EXERCISE PROMPT: Begin at the line containing "fn default_delivery_pincodes() ->" in the data below and go on through the line containing "fn validate_log_level(level: &str)", repeating each line exactly; include both ends and no other line.

>>>

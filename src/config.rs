use config::{Config, ConfigError, Environment, File};
use serde::Deserialize;
use std::env;
use std::path::Path;
use thiserror::Error;
use tracing::{error, info};
use validator::{Validate, ValidationError, ValidationErrors};

/// Default values for configuration
const DEFAULT_LOG_LEVEL: &str = "info";
const DEFAULT_ENV: &str = "development";
const DEFAULT_PORT: u16 = 8080;
const CONFIG_DIR: &str = "config";
const DEFAULT_GATEWAY_BASE_URL: &str = "https://api.razorpay.com";
const DEFAULT_CURRENCY: &str = "INR";

/// Pincodes served by the shop (Cherthala Taluk).
pub const DEFAULT_DELIVERY_PINCODES: [&str; 20] = [
    "688523", "688524", "688525", "688526", "688527", "688528", "688529", "688530", "688531",
    "688532", "688533", "688535", "688537", "688539", "688540", "688541", "688555", "688557",
    "688570", "688582",
];

/// Payment gateway credentials and endpoint.
#[derive(Clone, Debug, Deserialize, Validate)]
pub struct PaymentGatewayConfig {
    #[serde(default = "default_gateway_base_url")]
    #[validate(url)]
    pub base_url: String,

    /// Public key handed to clients to open the checkout widget
    #[serde(default)]
    pub key_id: String,

    #[serde(default)]
    pub key_secret: String,

    /// When set, incoming webhooks must carry a valid `X-Razorpay-Signature`
    #[serde(default)]
    pub webhook_secret: Option<String>,

    #[serde(default = "default_currency")]
    #[validate(length(equal = 3))]
    pub currency: String,

    /// Also bounds how long online checkout holds its stock locks
    #[serde(default = "default_gateway_timeout_secs")]
    #[validate(range(min = 1, max = 30))]
    pub timeout_secs: u64,
}

impl Default for PaymentGatewayConfig {
    fn default() -> Self {
        Self {
            base_url: default_gateway_base_url(),
            key_id: String::new(),
            key_secret: String::new(),
            webhook_secret: None,
            currency: default_currency(),
            timeout_secs: default_gateway_timeout_secs(),
        }
    }
}

/// Notification outbox worker settings
#[derive(Clone, Debug, Deserialize, Validate)]
pub struct NotificationConfig {
    #[serde(default = "default_notification_retries")]
    #[validate(range(max = 10))]
    pub max_retries: u32,

    /// Fixed delay between delivery attempts
    #[serde(default = "default_notification_backoff_secs")]
    pub retry_backoff_secs: u64,

    #[serde(default = "default_notification_poll_ms")]
    #[validate(range(min = 50))]
    pub poll_interval_ms: u64,

    #[serde(default = "default_notification_batch")]
    #[validate(range(min = 1, max = 500))]
    pub batch_size: u64,

    /// A job left in `processing` longer than this is reclaimed
    #[serde(default = "default_notification_lease_secs")]
    #[validate(range(min = 1))]
    pub processing_lease_secs: u64,

    #[serde(default = "default_from_address")]
    pub from_address: String,
}

impl Default for NotificationConfig {
    fn default() -> Self {
        Self {
            max_retries: default_notification_retries(),
            retry_backoff_secs: default_notification_backoff_secs(),
            poll_interval_ms: default_notification_poll_ms(),
            batch_size: default_notification_batch(),
            processing_lease_secs: default_notification_lease_secs(),
            from_address: default_from_address(),
        }
    }
}

#[derive(Clone, Debug, Deserialize)]
pub struct DeliveryConfig {
    #[serde(default = "default_delivery_pincodes")]
    pub allowed_pincodes: Vec<String>,
}

impl Default for DeliveryConfig {
    fn default() -> Self {
        Self {
            allowed_pincodes: default_delivery_pincodes(),
        }
    }
}

/// Application configuration structure with validation
#[derive(Clone, Debug, Deserialize, Validate)]
pub struct AppConfig {
    #[validate(length(min = 1))]
    pub database_url: String,

    /// HS256 signing secret shared with the identity provider
    #[validate(length(min = 32), custom = "validate_jwt_secret")]
    pub jwt_secret: String,

    #[serde(default = "default_auth_issuer")]
    pub auth_issuer: String,

    #[serde(default = "default_auth_audience")]
    pub auth_audience: String,

    /// Lifetime in seconds of tokens minted by `AuthService::issue_token`
    #[serde(default = "default_jwt_expiration")]
    #[validate(range(min = 300, max = 86400))]
    pub jwt_expiration: usize,

    pub host: String,

    #[serde(default = "default_port")]
    pub port: u16,

    pub environment: String,

    #[serde(default = "default_log_level")]
    #[validate(custom = "validate_log_level")]
    pub log_level: String,

    #[serde(default)]
    pub log_json: bool,

    #[serde(default)]
    pub auto_migrate: bool,

    /// Comma-separated list of allowed CORS origins
    #[serde(default)]
    pub cors_allowed_origins: Option<String>,

    #[serde(default = "default_db_max_connections")]
    pub db_max_connections: u32,
    #[serde(default = "default_db_min_connections")]
    pub db_min_connections: u32,
    #[serde(default = "default_db_connect_timeout_secs")]
    pub db_connect_timeout_secs: u64,
    #[serde(default = "default_db_idle_timeout_secs")]
    pub db_idle_timeout_secs: u64,
    #[serde(default = "default_db_acquire_timeout_secs")]
    pub db_acquire_timeout_secs: u64,

    #[serde(default)]
    #[validate]
    pub payment: PaymentGatewayConfig,

    #[serde(default)]
    #[validate]
    pub notifications: NotificationConfig,

    #[serde(default)]
    pub delivery: DeliveryConfig,
}

#[derive(Debug, Error)]
pub enum AppConfigError {
    #[error("Configuration loading failed: {0}")]
    Load(#[from] ConfigError),

    #[error("Configuration validation failed: {0}")]
    Validation(#[from] ValidationErrors),
}

impl AppConfig {
    /// Creates a configuration with defaults for everything but the essentials
    pub fn new(
        database_url: String,
        jwt_secret: String,
        host: String,
        port: u16,
        environment: String,
    ) -> Self {
        Self {
            database_url,
            jwt_secret,
            auth_issuer: default_auth_issuer(),
            auth_audience: default_auth_audience(),
            jwt_expiration: default_jwt_expiration(),
            host,
            port,
            environment,
            log_level: default_log_level(),
            log_json: false,
            auto_migrate: false,
            cors_allowed_origins: None,
            db_max_connections: default_db_max_connections(),
            db_min_connections: default_db_min_connections(),
            db_connect_timeout_secs: default_db_connect_timeout_secs(),
            db_idle_timeout_secs: default_db_idle_timeout_secs(),
            db_acquire_timeout_secs: default_db_acquire_timeout_secs(),
            payment: PaymentGatewayConfig::default(),
            notifications: NotificationConfig::default(),
            delivery: DeliveryConfig::default(),
        }
    }

    pub fn log_level(&self) -> &str {
        &self.log_level
    }

    pub fn is_development(&self) -> bool {
        matches!(self.environment.as_str(), "development" | "test")
    }

    pub fn cors_origins(&self) -> Vec<String> {
        self.cors_allowed_origins
            .as_deref()
            .unwrap_or_default()
            .split(',')
            .map(str::trim)
            .filter(|o| !o.is_empty())
            .map(str::to_owned)
            .collect()
    }

    fn validate_additional_constraints(&self) -> Result<(), ValidationErrors> {
        let mut errors = ValidationErrors::new();

        if !self.is_development() {
            if self.cors_origins().is_empty() {
                let mut err = ValidationError::new("cors_allowed_origins_required");
                err.message =
                    Some("Set APP__CORS_ALLOWED_ORIGINS for non-development environments".into());
                errors.add("cors_allowed_origins", err);
            }

            if self.payment.key_id.trim().is_empty() || self.payment.key_secret.trim().is_empty()
            {
                let mut err = ValidationError::new("payment_credentials_required");
                err.message = Some(
                    "Set APP__PAYMENT__KEY_ID and APP__PAYMENT__KEY_SECRET outside development"
                        .into(),
                );
                errors.add("payment", err);
            }
        }

        if errors.errors().is_empty() {
            Ok(())
        } else {
            Err(errors)
        }
    }
}

fn default_log_level() -> String {
    DEFAULT_LOG_LEVEL.to_string()
}
fn default_port() -> u16 {
    DEFAULT_PORT
}
fn default_auth_issuer() -> String {
    "bloomhaven-auth".to_string()
}
fn default_auth_audience() -> String {
    "bloomhaven-api".to_string()
}
fn default_jwt_expiration() -> usize {
    3600
}
fn default_db_max_connections() -> u32 {
    10
}
fn default_db_min_connections() -> u32 {
    1
}
fn default_db_connect_timeout_secs() -> u64 {
    30
}
fn default_db_idle_timeout_secs() -> u64 {
    600
}
fn default_db_acquire_timeout_secs() -> u64 {
    8
}
fn default_gateway_base_url() -> String {
    DEFAULT_GATEWAY_BASE_URL.to_string()
}
fn default_currency() -> String {
    DEFAULT_CURRENCY.to_string()
}
fn default_gateway_timeout_secs() -> u64 {
    15
}
fn default_notification_retries() -> u32 {
    3
}
fn default_notification_backoff_secs() -> u64 {
    10
}
fn default_notification_poll_ms() -> u64 {
    1000
}
fn default_notification_batch() -> u64 {
    25
}
fn default_notification_lease_secs() -> u64 {
    300
}
fn default_from_address() -> String {
    "orders@bloomhaven.example".to_string()
}
fn default_delivery_pincodes() -> Vec<String> {
    DEFAULT_DELIVERY_PINCODES
        .iter()
        .map(|p| p.to_string())
        .collect()
}

fn validate_log_level(level: &str) -> Result<(), ValidationError> {
    let valid_levels = ["trace", "debug", "info", "warn", "error"];
    if valid_levels.contains(&level.to_lowercase().as_str()) {
        Ok(())
    } else {
        let mut err = ValidationError::new("log_level");
        err.message = Some("Must be one of: trace, debug, info, warn, error".into());
        Err(err)
    }
}

fn validate_jwt_secret(secret: &str) -> Result<(), ValidationError> {
    let trimmed = secret.trim();

    const DISALLOWED: [&str; 3] = ["changeme", "your-secret-key", "default-secret-key"];
    let lower = trimmed.to_ascii_lowercase();
    if DISALLOWED.iter().any(|bad| lower.contains(bad)) {
        let mut err = ValidationError::new("jwt_secret");
        err.message = Some("JWT secret must be overridden with a secure random value".into());
        return Err(err);
    }

    let unique_chars: std::collections::HashSet<char> = trimmed.chars().collect();
    if unique_chars.len() < 10 {
        let mut err = ValidationError::new("jwt_secret");
        err.message =
            Some("JWT secret must have at least 10 unique characters for adequate entropy".into());
        return Err(err);
    }

    Ok(())
}

/// Initializes tracing using the provided log level as the default filter
pub fn init_tracing(level: &str, json: bool) {
    use tracing_subscriber::{fmt, EnvFilter};

    let default_directive = format!("bloomhaven_api={},tower_http=debug", level);
    let filter_directive = env::var("RUST_LOG")
        .ok()
        .filter(|s| !s.trim().is_empty())
        .unwrap_or(default_directive);

    let filter = EnvFilter::new(filter_directive);
    if json {
        let _ = fmt().with_env_filter(filter).json().try_init();
    } else {
        let _ = fmt().with_env_filter(filter).try_init();
    }
}

/// Loads application configuration
///
/// Layers configuration sources in this order:
/// 1. Built-in defaults
/// 2. Default config (config/default.toml)
/// 3. Environment-specific config (config/{env}.toml)
/// 4. Environment variables (APP__*)
pub fn load_config() -> Result<AppConfig, AppConfigError> {
    let run_env = env::var("RUN_ENV")
        .or_else(|_| env::var("APP_ENV"))
        .unwrap_or_else(|_| DEFAULT_ENV.to_string());
    info!("Loading configuration for environment: {}", run_env);

    if !Path::new(CONFIG_DIR).exists() {
        info!(
            "Config directory '{}' not found; relying on built-in defaults and environment variables",
            CONFIG_DIR
        );
    }

    // jwt_secret has no default on purpose
    let config = Config::builder()
        .set_default("database_url", "sqlite://bloomhaven.db?mode=rwc")?
        .set_default("host", "0.0.0.0")?
        .set_default("port", DEFAULT_PORT as i64)?
        .set_default("environment", run_env.as_str())?
        .set_default("log_level", DEFAULT_LOG_LEVEL)?
        .add_source(File::with_name(&format!("{}/default", CONFIG_DIR)).required(false))
        .add_source(File::with_name(&format!("{}/{}", CONFIG_DIR, run_env)).required(false))
        .add_source(
            Environment::with_prefix("APP")
                .separator("__")
                .list_separator(",")
                .with_list_parse_key("delivery.allowed_pincodes")
                .try_parsing(true),
        )
        .build()?;

    if config.get_string("jwt_secret").is_err() {
        error!("JWT secret is not configured. Set APP__JWT_SECRET to the identity provider's signing secret.");
        return Err(AppConfigError::Load(ConfigError::NotFound(
            "jwt_secret is required but not configured. Set APP__JWT_SECRET environment variable."
                .into(),
        )));
    }

    let app_config: AppConfig = config.try_deserialize()?;

    app_config.validate().map_err(|e| {
        error!("Configuration validation failed: {:?}", e);
        AppConfigError::Validation(e)
    })?;

    app_config.validate_additional_constraints().map_err(|e| {
        error!("Configuration security validation failed: {:?}", e);
        AppConfigError::Validation(e)
    })?;

    info!("Configuration loaded successfully");
    Ok(app_config)
}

<<<

EXERCISE OUTPUT:
fn default_delivery_pincodes() -> Vec<String> {
    DEFAULT_DELIVERY_PINCODES
        .iter()
        .map(|p| p.to_string())
        .collect()
}

fn validate_log_level(level: &str) -> Result<(), ValidationError> {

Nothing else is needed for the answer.